■ What you have to do ■
Word for word, copy the records that follow.

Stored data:
=== Section Start ===

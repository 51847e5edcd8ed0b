use thiserror::Error;

#[derive(Error, Debug)]
pub enum DqError {
    #[error("Configuration error: {0}")]
    ConfigError(String),

    #[error("Invalid input: {0}")]
    InvalidInput(String),

    #[error("Engine reported failure: {0}")]
    EngineError(String),

    #[error("Transport error: {source}")]
    TransportError {
        #[from]
        source: tonic::Status,
    },

    #[error("Connection error: {source}")]
    ConnectError {
        #[from]
        source: tonic::transport::Error,
    },

    #[error("Response decoding error: {source}")]
    DecodeError {
        #[from]
        source: prost::DecodeError,
    },

    #[error("CSV parsing error: {source}")]
    CsvError {
        #[from]
        source: csv::Error,
    },

    #[error("I/O error: {source}")]
    IoError {
        #[from]
        source: std::io::Error,
    },
}

pub type Result<T> = std::result::Result<T, DqError>;

impl DqError {
    /// Shorthand for the common "unknown enum string" failure.
    pub fn unknown_name(kind: &str, value: &str) -> Self {
        DqError::InvalidInput(format!("unknown {} '{}'", kind, value))
    }
}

=== Section End ===

■ Expected answer ■
repository 51847e5edcd8ed0b
use thiserror::Error;

#[derive(Error, Debug)]
pub enum DqError {
    #[error("Configuration error: {0}")]
    ConfigError(String),

    #[error("Invalid input: {0}")]
    InvalidInput(String),

    #[error("Engine reported failure: {0}")]
    EngineError(String),

    #[error("Transport error: {source}")]
    TransportError {
        #[from]
        source: tonic::Status,
    },

    #[error("Connection error: {source}")]
    ConnectError {
        #[from]
        source: tonic::transport::Error,
    },

    #[error("Response decoding error: {source}")]
    DecodeError {
        #[from]
        source: prost::DecodeError,
    },

    #[error("CSV parsing error: {source}")]
    CsvError {
        #[from]
        source: csv::Error,
    },

    #[error("I/O error: {source}")]
    IoError {
        #[from]
        source: std::io::Error,
    },
}

pub type Result<T> = std::result::Result<T, DqError>;

impl DqError {
    /// Shorthand for the common "unknown enum string" failure.
    pub fn unknown_name(kind: &str, value: &str) -> Self {
        DqError::InvalidInput(format!("unknown {} '{}'", kind, value))
    }
}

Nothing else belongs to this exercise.